Research supports the importance of social capital to the integration of immigrants.3,4,5,6 Having access to close networks of people of the same cultural origin--as well as to programs that support these networks--is associated with the social and economic integration of immigrants in the host country and with their well-being. Networks of friends and family for new immigrants in Canada represent an extremely important support, whether for finding accommodation, training or education, employment or aid.6 The most important sources of assistance for immigrants, according to the results of the Longitudinal Survey of Immigrants to Canada (LSIC), are parents or family members (already established in Canada), friends, organizations working with immigrants, educational institutions and health workers.

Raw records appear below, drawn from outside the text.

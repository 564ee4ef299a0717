//! Benchmark runner: executes scenarios and collects metrics.

use std::time::Instant;

use drape_compute::ComputeBackend;
use drape_engine::ClothSimulation;
use drape_solver::relax::max_strain;
use drape_types::DrapeResult;

use crate::metrics::BenchmarkMetrics;
use crate::scenarios::{Scenario, ScenarioKind};

/// Runs benchmark scenarios and collects metrics.
pub struct BenchmarkRunner;

impl BenchmarkRunner {
    /// Run a single scenario on the given backend.
    pub fn run(scenario: &Scenario, backend: Box<dyn ComputeBackend>) -> DrapeResult<BenchmarkMetrics> {
        let cloth = scenario.cloth();
        let pinned = scenario.pattern.pinned_mask();
        let initial = cloth.mesh.positions.clone();
        let triangle_count = cloth.mesh.triangle_count();

        let mut sim = ClothSimulation::new(cloth.mesh, cloth.constraints, scenario.params.clone(), pinned)?
            .with_backend(backend);

        let sdf_build_time = match &scenario.body {
            Some(body) => {
                let start = Instant::now();
                sim.rebuild_body_sdf(body, scenario.sdf_resolution)?;
                start.elapsed().as_secs_f64()
            }
            None => 0.0,
        };

        let mut step_times = Vec::with_capacity(scenario.timesteps as usize);
        let mut total_contacts = 0u64;
        let total_start = Instant::now();
        for _ in 0..scenario.timesteps {
            let report = sim.step();
            step_times.push(report.wall_time);
            total_contacts += report.contacts().resolved_count as u64;
        }
        let total_wall_time = total_start.elapsed().as_secs_f64();

        let view = sim.positions();
        let max_displacement = view
            .iter()
            .enumerate()
            .map(|(i, p)| {
                let start = drape_math::Vec3::new(initial[i * 3], initial[i * 3 + 1], initial[i * 3 + 2]);
                p.distance(start)
            })
            .fold(0.0f32, f32::max);

        let avg_step = if step_times.is_empty() {
            0.0
        } else {
            step_times.iter().sum::<f64>() / step_times.len() as f64
        };
        let min_step = step_times.iter().copied().reduce(f64::min).unwrap_or(0.0);
        let max_step = step_times.iter().copied().fold(0.0, f64::max);

        let metrics = BenchmarkMetrics {
            scenario: scenario.kind.name().to_string(),
            backend: sim.backend_name().to_string(),
            vertex_count: view.len(),
            triangle_count,
            constraint_count: sim.constraints().len(),
            timesteps: scenario.timesteps,
            sdf_build_time,
            total_wall_time,
            avg_step_time: avg_step,
            min_step_time: min_step,
            max_step_time: max_step,
            final_kinetic_energy: sim
                .state()
                .kinetic_energy(scenario.params.mass, scenario.params.dt),
            max_displacement,
            max_structural_strain: max_strain(sim.state(), &sim.constraints().structural),
            total_contacts,
        };
        tracing::info!(
            scenario = %metrics.scenario,
            avg_step_ms = metrics.avg_step_time * 1e3,
            "benchmark finished"
        );
        Ok(metrics)
    }

    /// Run all scenarios and return metrics for each.
    pub fn run_all(
        timesteps: Option<u32>,
        backend: impl Fn() -> Box<dyn ComputeBackend>,
    ) -> DrapeResult<Vec<BenchmarkMetrics>> {
        ScenarioKind::all()
            .iter()
            .map(|&kind| {
                let mut scenario = Scenario::from_kind(kind);
                if let Some(t) = timesteps {
                    scenario.timesteps = t;
                }
                Self::run(&scenario, backend())
            })
            .collect()
    }
}
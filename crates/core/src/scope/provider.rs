use std::sync::Arc;

use crate::errors::ScopeError;
use crate::scope::identity::DependencyIdentity;
use crate::scope::kind::ScopeKind;
use crate::scope::registry::ContextRegistry;
use crate::scope::session::SessionScope;
use crate::scope::thread::ThreadScope;
use crate::scope::window::WindowScope;

/// Factory producing the underlying unscoped instance
pub type UnscopedFactory<T> = Arc<dyn Fn() -> T + Send + Sync>;

/// The call surface a dependency injection container uses in place of the
/// ordinary unscoped factory.
///
/// Each implementation supplies its scope's handle-resolution rule; the
/// get-or-create control flow behind it is shared. A call may trigger
/// construction of the underlying dependency graph, exactly once per
/// (scope, handle, identity) triple.
pub trait ScopedProvider<T: Send + Sync + 'static>: Send + Sync {
    /// Resolve the active context handle and return the memoized instance
    fn get(&self) -> Result<Arc<T>, ScopeError>;

    /// The scope this provider binds instances to
    fn scope_kind(&self) -> ScopeKind;
}

/// Memoizes instances per logical window.
///
/// The handle is resolved from the owning window instance published in the
/// [`ContextRegistry`], falling back to the registry's current window key
/// while that owner is still under construction.
pub struct WindowScopedProvider<T> {
    scope: Arc<WindowScope>,
    identity: DependencyIdentity,
    factory: UnscopedFactory<T>,
}

impl<T: Send + Sync + 'static> WindowScopedProvider<T> {
    pub fn new(scope: Arc<WindowScope>, factory: impl Fn() -> T + Send + Sync + 'static) -> Self {
        Self {
            scope,
            identity: DependencyIdentity::of::<T>(),
            factory: Arc::new(factory),
        }
    }

    pub fn qualified(
        scope: Arc<WindowScope>,
        qualifier: impl Into<String>,
        factory: impl Fn() -> T + Send + Sync + 'static,
    ) -> Self {
        Self {
            scope,
            identity: DependencyIdentity::qualified::<T>(qualifier),
            factory: Arc::new(factory),
        }
    }
}

impl<T: Send + Sync + 'static> ScopedProvider<T> for WindowScopedProvider<T> {
    fn get(&self) -> Result<Arc<T>, ScopeError> {
        let owner = ContextRegistry::current_owner();
        let factory = self.factory.clone();
        self.scope
            .get_identified(owner.as_deref(), self.identity.clone(), move || factory())
    }

    fn scope_kind(&self) -> ScopeKind {
        ScopeKind::Window
    }
}

/// Memoizes instances per session.
///
/// The handle is the session currently published in the
/// [`ContextRegistry`]; an unset session is a fatal wiring defect.
pub struct SessionScopedProvider<T> {
    scope: Arc<SessionScope>,
    identity: DependencyIdentity,
    factory: UnscopedFactory<T>,
}

impl<T: Send + Sync + 'static> SessionScopedProvider<T> {
    pub fn new(scope: Arc<SessionScope>, factory: impl Fn() -> T + Send + Sync + 'static) -> Self {
        Self {
            scope,
            identity: DependencyIdentity::of::<T>(),
            factory: Arc::new(factory),
        }
    }

    pub fn qualified(
        scope: Arc<SessionScope>,
        qualifier: impl Into<String>,
        factory: impl Fn() -> T + Send + Sync + 'static,
    ) -> Self {
        Self {
            scope,
            identity: DependencyIdentity::qualified::<T>(qualifier),
            factory: Arc::new(factory),
        }
    }
}

impl<T: Send + Sync + 'static> ScopedProvider<T> for SessionScopedProvider<T> {
    fn get(&self) -> Result<Arc<T>, ScopeError> {
        let session = ContextRegistry::current_session().ok_or_else(|| {
            ScopeError::missing_context(ScopeKind::Session, self.identity.to_string())
        })?;
        let factory = self.factory.clone();
        Ok(self
            .scope
            .get_identified(session, self.identity.clone(), move || factory()))
    }

    fn scope_kind(&self) -> ScopeKind {
        ScopeKind::Session
    }
}

/// Memoizes instances per executing thread.
///
/// The handle is implicit; resolution cannot fail.
pub struct ThreadScopedProvider<T> {
    scope: ThreadScope,
    identity: DependencyIdentity,
    factory: UnscopedFactory<T>,
}

impl<T: Send + Sync + 'static> ThreadScopedProvider<T> {
    pub fn new(factory: impl Fn() -> T + Send + Sync + 'static) -> Self {
        Self {
            scope: ThreadScope::new(),
            identity: DependencyIdentity::of::<T>(),
            factory: Arc::new(factory),
        }
    }

    pub fn qualified(
        qualifier: impl Into<String>,
        factory: impl Fn() -> T + Send + Sync + 'static,
    ) -> Self {
        Self {
            scope: ThreadScope::new(),
            identity: DependencyIdentity::qualified::<T>(qualifier),
            factory: Arc::new(factory),
        }
    }
}

impl<T: Send + Sync + 'static> ScopedProvider<T> for ThreadScopedProvider<T> {
    fn get(&self) -> Result<Arc<T>, ScopeError> {
        let factory = self.factory.clone();
        Ok(self
            .scope
            .get_identified(self.identity.clone(), move || factory()))
    }

    fn scope_kind(&self) -> ScopeKind {
        ScopeKind::Thread
    }
}

#[cfg(test)]
mod tests {
    use super::*;
    use crate::scope::key::SurrogateKeyIssuer;
    use crate::scope::session::SessionId;

    #[test]
    fn test_window_provider_without_context_fails() {
        let provider =
            WindowScopedProvider::new(Arc::new(WindowScope::new()), || "navigator".to_string());

        let result = provider.get();
        assert!(matches!(
            result,
            Err(ScopeError::MissingContextHandle { .. })
        ));
        assert!(provider.scope_kind().is_window());
    }

    #[test]
    fn test_window_provider_memoizes_per_current_key() {
        let scope = Arc::new(WindowScope::new());
        let issuer = SurrogateKeyIssuer::new();
        let provider = WindowScopedProvider::new(scope.clone(), || "navigator".to_string());

        let first_window = issuer.next_key();
        let second_window = issuer.next_key();

        let (a, b) = {
            let _guard = ContextRegistry::enter_window(first_window);
            (provider.get().unwrap(), provider.get().unwrap())
        };
        let c = {
            let _guard = ContextRegistry::enter_window(second_window);
            provider.get().unwrap()
        };

        assert!(Arc::ptr_eq(&a, &b));
        assert!(!Arc::ptr_eq(&a, &c));
    }

    #[test]
    fn test_session_provider_requires_current_session() {
        let scope = Arc::new(SessionScope::new());
        let provider = SessionScopedProvider::new(scope.clone(), || 42u32);

        assert!(matches!(
            provider.get(),
            Err(ScopeError::MissingContextHandle { .. })
        ));

        let _guard = ContextRegistry::enter_session(SessionId::new());
        let first = provider.get().unwrap();
        let second = provider.get().unwrap();
        assert!(Arc::ptr_eq(&first, &second));
    }

    #[test]
    fn test_thread_provider_cannot_fail() {
        let provider = ThreadScopedProvider::new(|| "connection".to_string());

        let first = provider.get().unwrap();
        let second = provider.get().unwrap();

        assert!(Arc::ptr_eq(&first, &second));
        assert!(provider.scope_kind().is_thread());
        ThreadScope::new().reset();
    }

    #[test]
    fn test_qualified_providers_bind_distinct_instances() {
        let scope = Arc::new(SessionScope::new());
        let primary = SessionScopedProvider::qualified(scope.clone(), "primary", || 1u32);
        let replica = SessionScopedProvider::qualified(scope, "replica", || 2u32);

        let _guard = ContextRegistry::enter_session(SessionId::new());
        assert_eq!(*primary.get().unwrap(), 1);
        assert_eq!(*replica.get().unwrap(), 2);
    }
}
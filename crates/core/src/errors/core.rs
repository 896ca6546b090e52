use thiserror::Error;

use crate::scope::key::WindowKey;
use crate::scope::kind::ScopeKind;

/// Error type for scoped dependency resolution.
///
/// Both variants indicate a lifecycle wiring defect in the hosting
/// environment and are fatal: resolution never falls back to an unscoped or
/// globally shared instance. Once a handle resolves, the cache operations
/// themselves cannot fail.
#[derive(Debug, Error)]
pub enum ScopeError {
    #[error("no {scope} scope handle is resolvable for {identity}: the hosting environment must publish a handle before scoped dependencies are requested")]
    MissingContextHandle { scope: ScopeKind, identity: String },

    #[error("{scope} scope handle mismatch for {identity}: the owner is bound to {owner_key} but the context registry holds {current_key}")]
    ContextDesynchronized {
        scope: ScopeKind,
        identity: String,
        owner_key: WindowKey,
        current_key: WindowKey,
    },
}

impl ScopeError {
    /// Create a missing-context-handle error
    pub fn missing_context(scope: ScopeKind, identity: impl Into<String>) -> Self {
        Self::MissingContextHandle {
            scope,
            identity: identity.into(),
        }
    }

    /// Create a context-desynchronized error
    ///
    /// Only the window scope carries an owner that can disagree with the
    /// registry, so the scope kind is fixed.
    pub fn desynchronized(
        identity: impl Into<String>,
        owner_key: WindowKey,
        current_key: WindowKey,
    ) -> Self {
        Self::ContextDesynchronized {
            scope: ScopeKind::Window,
            identity: identity.into(),
            owner_key,
            current_key,
        }
    }
}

Results of current analysis of the GSS support the above findings that social capital is a major determinant of health for immigrants to Canada, and reinforce results of the LSIC:

  • There is a positive association between the size of networks of strong ties and reported good health among immigrants. The association is more pronounced for immigrants than for any of the other groups studied, as well as for the Canadian population overall.
  • There is also a positive association between the number of ties with organizations and immigrants' self-reported health. Immigrants with a high number of ties to organizations perceive their health to be good--a trend that is in keeping with results for the Canadian population overall.
  • Except for the general population, immigrant women are the only group for which the results of the analysis indicate a significant relationship between reciprocity in social networks and perceived health. Immigrant women who say they had at least one reciprocal support relationship within their social networks were more likely to say they are in good health than their peers without such a relationship.
  • The results show that for immigrant men, volunteerism and perceived health are strongly linked. Immigrant men who volunteered in the year preceding the survey are more than twice as likely to say they are in good health as their peers who had not participated in volunteer activity.
  • The situation is different for the social support index and self-reported health. Immigrants who say they had received at least one form of social support in the year preceding the survey are more likely to report poor health. This result is likely explained by a limitation in measurement of social support inherent in the GSS data which is discussed in greater detail at the end of this article. This negative relationship holds for the overall Canadian population as well.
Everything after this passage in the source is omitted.